Edit: My own build of SciLexer.dll too doesn't accept the "new" regex syntax, there must be a trick.

Yaron10 · 2020-08-01T13:19:38Z

My own build of SciLexer.dll too doesn't accept the "new" regex syntax, there must be a trick.

Please share if you figure it out.

Thank you.

Ekopalypse · 2020-08-01T13:32:25Z

Ok, did some reasearch and found this community discussion from 2017 which links to this github issue.

And a new regex (?-s)[A-Za-z][A-Za-z0-9+.-]+://[^\s]+?(?=\s|\z) has been proposed.

But then it was closed with comment: requirement could not be fulfilled.
But from my limited regex knowledge I assume it does fulfill the requirements.

I did a test and it looks like it finds what needs to be found.

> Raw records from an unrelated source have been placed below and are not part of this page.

use std::collections::HashSet;
use std::sync::Arc;

use tracing::{debug, error, warn};

use crate::extract::LinkExtractor;
use crate::fetch::{FetchResult, PageFetcher};
use crate::models::TerminalLink;

/// Follows listing page → intermediary pages to the first terminal-host URL.
///
/// There is no retry here: one failed fetch abandons the listing until the next
/// polling cycle picks it up again.
pub struct RedirectChainWalker {
    fetcher: Arc<dyn PageFetcher>,
    extractor: Arc<LinkExtractor>,
}

impl RedirectChainWalker {
    pub fn new(fetcher: Arc<dyn PageFetcher>, extractor: Arc<LinkExtractor>) -> Self {
        Self { fetcher, extractor }
    }

    pub async fn resolve(&self, listing_url: &str) -> Option<TerminalLink> {
        match self.walk(listing_url).await {
            Ok(Some(link)) => Some(link),
            Ok(None) => {
                warn!(url = %listing_url, "no terminal-host links found");
                None
            }
            Err(err) => {
                error!(url = %listing_url, error = %err, "failed to walk redirect chain");
                None
            }
        }
    }

    /// Returns every candidate in discovery order; the first one wins in [`Self::resolve`].
    pub async fn candidates(&self, listing_url: &str) -> FetchResult<(String, Vec<String>)> {
        let body = self.fetcher.fetch(listing_url).await?;
        let page_title = self.extractor.listing_title(&body);
        let intermediaries = self.extractor.intermediary_links(&body, listing_url);
        debug!(
            url = %listing_url,
            title = %page_title,
            intermediaries = intermediaries.len(),
            "parsed listing page"
        );

        let mut visited = HashSet::new();
        let mut candidates = Vec::new();
        for intermediary in intermediaries {
            if !visited.insert(intermediary.clone()) {
                continue;
            }
            let body = self.fetcher.fetch(&intermediary).await?;
            let found = self.extractor.terminal_links(&body, &intermediary);
            debug!(url = %intermediary, found = found.len(), "parsed intermediary page");
            candidates.extend(found);
        }
        Ok((page_title, candidates))
    }

    pub async fn walk(&self, listing_url: &str) -> FetchResult<Option<TerminalLink>> {
        let (page_title, candidates) = self.candidates(listing_url).await?;
        Ok(candidates
            .into_iter()
            .next()
            .map(|url| TerminalLink { url, page_title }))
    }
}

sasumner · 2020-08-01T14:06:58Z

I'm not one to play regex golf, but the regex @Ekopalypse mentions just above seems a bit, well, confuscated. This would seem to cover it, and be simpler (although I did no testing):

(?i-s)[a-z][a-z0-9+.-]+://\S+?(?=\s|\z)

Normally, it doesn't matter, but if changing something this "important", it should be done so that someone in the future doesn't have to puzzle about why it was made "overcomplicated".

Note also that neither of these 2 regex handle the case of a URL wrapped in parentheses/brackets/etc. correctly; examples:

(http://www.google.com) <--- it will include the ) in the match; obviously won't include the (
[http://www.google.com] <--- it will include the ] in the match; obviously won't include the [
etc., such as { and }

People (including me!) like to put URLs in parentheses; currently I have to remember to do it this way:

( http://www.google.com ) <--- note space before h and after m

Perhaps ) and friends are valid in a URL, and thus nothing can be done about this situation.

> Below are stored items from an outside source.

use std::sync::{Arc, Mutex};
use std::time::Duration;

use async_trait::async_trait;
use tracing::{debug, error, info, warn};

use crate::config::{ResolverSection, SourceSection};
use crate::models::DirectLinkResult;

use super::error::{ResolverError, ResolverResult};
use super::machine::{ExtractionSession, ResolverState, StepOutcome};
use super::metrics::ResolverMetrics;
use super::session::{select_server_links, GatePage, SessionFactory};

#[derive(Debug, Clone)]
pub struct ResolverSettings {
    pub terminal_marker: String,
    pub max_retries: u32,
    pub navigation_timeout: Duration,
    pub gate_timeout: Duration,
    pub file_name_selector: String,
    pub gate_selector: String,
    pub button_selector: String,
    pub server_labels: Vec<String>,
}

impl ResolverSettings {
    pub fn from_config(source: &SourceSection, resolver: &ResolverSection) -> Self {
        Self {
            terminal_marker: source.terminal_marker.clone(),
            max_retries: resolver.max_retries,
            navigation_timeout: resolver.navigation_timeout(),
            gate_timeout: resolver.gate_timeout(),
            file_name_selector: resolver.file_name_selector.clone(),
            gate_selector: resolver.gate_selector.clone(),
            button_selector: resolver.button_selector.clone(),
            server_labels: resolver.server_labels.clone(),
        }
    }

    pub fn with_max_retries(mut self, max_retries: u32) -> Self {
        self.max_retries = max_retries;
        self
    }
}

/// Turns a terminal-host URL into direct download links.
#[async_trait(?Send)]
pub trait TerminalExtractor {
    /// Fails only when the session could not be established or the first
    /// navigation did not complete.
    async fn try_extract(&self, terminal_url: &str) -> ResolverResult<DirectLinkResult>;
}

/// Drives one browser session per call through the download gate.
pub struct InteractiveResolver {
    sessions: Arc<dyn SessionFactory>,
    settings: ResolverSettings,
    metrics: Arc<Mutex<ResolverMetrics>>,
}

impl InteractiveResolver {
    pub fn new(sessions: Arc<dyn SessionFactory>, settings: ResolverSettings) -> Self {
        Self {
            sessions,
            settings,
            metrics: Arc::new(Mutex::new(ResolverMetrics::default())),
        }
    }

    pub fn settings(&self) -> &ResolverSettings {
        &self.settings
    }

    pub fn metrics(&self) -> ResolverMetrics {
        self.with_metrics(|metrics| metrics.clone())
    }

    fn with_metrics<F, R>(&self, f: F) -> R
    where
        F: FnOnce(&mut ResolverMetrics) -> R,
    {
        let mut guard = self
            .metrics
            .lock()
            .unwrap_or_else(|poisoned| poisoned.into_inner());
        f(&mut guard)
    }

    /// Like [`TerminalExtractor::try_extract`], but a session failure yields
    /// the "Unknown File" result with no links instead of an error.
    pub async fn extract(&self, terminal_url: &str) -> DirectLinkResult {
        match self.try_extract(terminal_url).await {
            Ok(result) => result,
            Err(err) => {
                error!(url = %terminal_url, error = %err, "interactive resolution failed");
                DirectLinkResult::unresolved()
            }
        }
    }

    async fn run_session(&self, terminal_url: &str) -> ResolverResult<DirectLinkResult> {
        let mut page = self.sessions.open().await?;
        self.with_metrics(ResolverMetrics::record_session_open);

        let outcome = self.drive(page.as_mut(), terminal_url).await;

        if let Err(err) = page.close().await {
            warn!(url = %terminal_url, error = %err, "failed to close browser session");
        }
        self.with_metrics(ResolverMetrics::record_session_close);
        outcome
    }

    async fn drive(
        &self,
        page: &mut dyn GatePage,
        terminal_url: &str,
    ) -> ResolverResult<DirectLinkResult> {
        let mut session = ExtractionSession::new(
            terminal_url,
            self.settings.terminal_marker.as_str(),
            self.settings.max_retries,
        );
        info!(url = %terminal_url, "opening terminal page");

        while !session.state().is_terminal() {
            let state = session.state();
            let outcome = self.execute(state, &session, page).await;
            self.record(state, &outcome);
            let next = match session.advance(outcome) {
                Ok(next) => next,
                Err(err) => {
                    if state == ResolverState::Navigate {
                        self.with_metrics(ResolverMetrics::record_navigation_failure);
                    }
                    return Err(err);
                }
            };
            debug!(
                from = ?state,
                to = ?next,
                retries = session.retries(),
                url = %session.current_url(),
                "resolver transition"
            );
        }

        match session.state() {
            ResolverState::Success => {
                info!(
                    url = %terminal_url,
                    file_name = %session.file_name(),
                    links = session.links().len(),
                    "extracted direct download links"
                );
            }
            _ => {
                self.with_metrics(ResolverMetrics::record_exhausted);
                error!(
                    url = %terminal_url,
                    retries = session.retries(),
                    "max retries reached, skipping terminal url"
                );
            }
        }
        Ok(session.into_result())
    }

    async fn execute(
        &self,
        state: ResolverState,
        session: &ExtractionSession,
        page: &mut dyn GatePage,
    ) -> StepOutcome {
        let settings = &self.settings;
        match state {
            ResolverState::Navigate => {
                match page
                    .goto(session.terminal_url(), settings.navigation_timeout)
                    .await
                {
                    Ok(url) => StepOutcome::Navigated { url },
                    Err(err) => StepOutcome::Failed(err),
                }
            }
            ResolverState::CaptureName => match page.text_of(&settings.file_name_selector).await {
                Ok(name) => StepOutcome::NameCaptured(name),
                Err(err) => StepOutcome::Failed(err),
            },
            ResolverState::GateCheck => {
                let url = match page.current_url().await {
                    Ok(url) => url,
                    Err(err) => return StepOutcome::Failed(err),
                };
                if !session.is_terminal_host(&url) {
                    return StepOutcome::OffTerminalHost { url };
                }
                match page
                    .click_and_wait(&settings.gate_selector, settings.gate_timeout)
                    .await
                {
                    Ok(Some(landed)) => StepOutcome::GateOpened { url: landed },
                    Ok(None) => StepOutcome::GateMissing { url },
                    Err(err) => StepOutcome::Failed(err),
                }
            }
            ResolverState::Harvest => {
                let url = match page.current_url().await {
                    Ok(url) => url,
                    Err(err) => return StepOutcome::Failed(err),
                };
                match page.anchors(&settings.button_selector).await {
                    Ok(anchors) => StepOutcome::Harvested {
                        links: select_server_links(&anchors, &settings.server_labels),
                        url,
                    },
                    Err(err) => StepOutcome::Failed(err),
                }
            }
            ResolverState::Backtrack => match page.go_back(settings.gate_timeout).await {
                Ok(url) => StepOutcome::SteppedBack { url },
                Err(err) => StepOutcome::Failed(err),
            },
            ResolverState::Success | ResolverState::Exhausted => StepOutcome::Failed(
                ResolverError::Unexpected(format!("state {state:?} has no action")),
            ),
        }
    }

    fn record(&self, state: ResolverState, outcome: &StepOutcome) {
        self.with_metrics(|metrics| match (state, outcome) {
            (ResolverState::GateCheck, StepOutcome::GateOpened { .. }) => metrics.record_gate(true),
            (ResolverState::GateCheck, StepOutcome::GateMissing { .. }) => {
                metrics.record_gate(false)
            }
            (ResolverState::Harvest, StepOutcome::Harvested { links, .. }) => {
                metrics.record_harvest(!links.is_empty())
            }
            (ResolverState::Harvest, StepOutcome::Failed(_)) => metrics.record_harvest(false),
            (ResolverState::Backtrack, StepOutcome::SteppedBack { .. }) => {
                metrics.record_back_navigation()
            }
            _ => {}
        });
    }
}

#[async_trait(?Send)]
impl TerminalExtractor for InteractiveResolver {
    async fn try_extract(&self, terminal_url: &str) -> ResolverResult<DirectLinkResult> {
        self.run_session(terminal_url).await
    }
}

Another point: Is there no Unicode possibility before the :// in URLs?

Yaron10 · 2020-08-01T14:16:43Z

The ) and . at the end are important to me too.

sasumner · 2020-08-01T14:19:22Z

The ) and . at the end are important to me too.

That means you would NOT want them included in the URL, correct?

Yaron10 · 2020-08-01T14:25:53Z

That means you would NOT want them included in the URL, correct?

Correct.

Perhaps ) and friends are valid in a URL, and thus nothing can be done about this situation.

I hope that is NOT correct. :)

Ekopalypse · 2020-08-01T14:29:23Z

@sasumner

Is there no Unicode possibility before the :// in URLs?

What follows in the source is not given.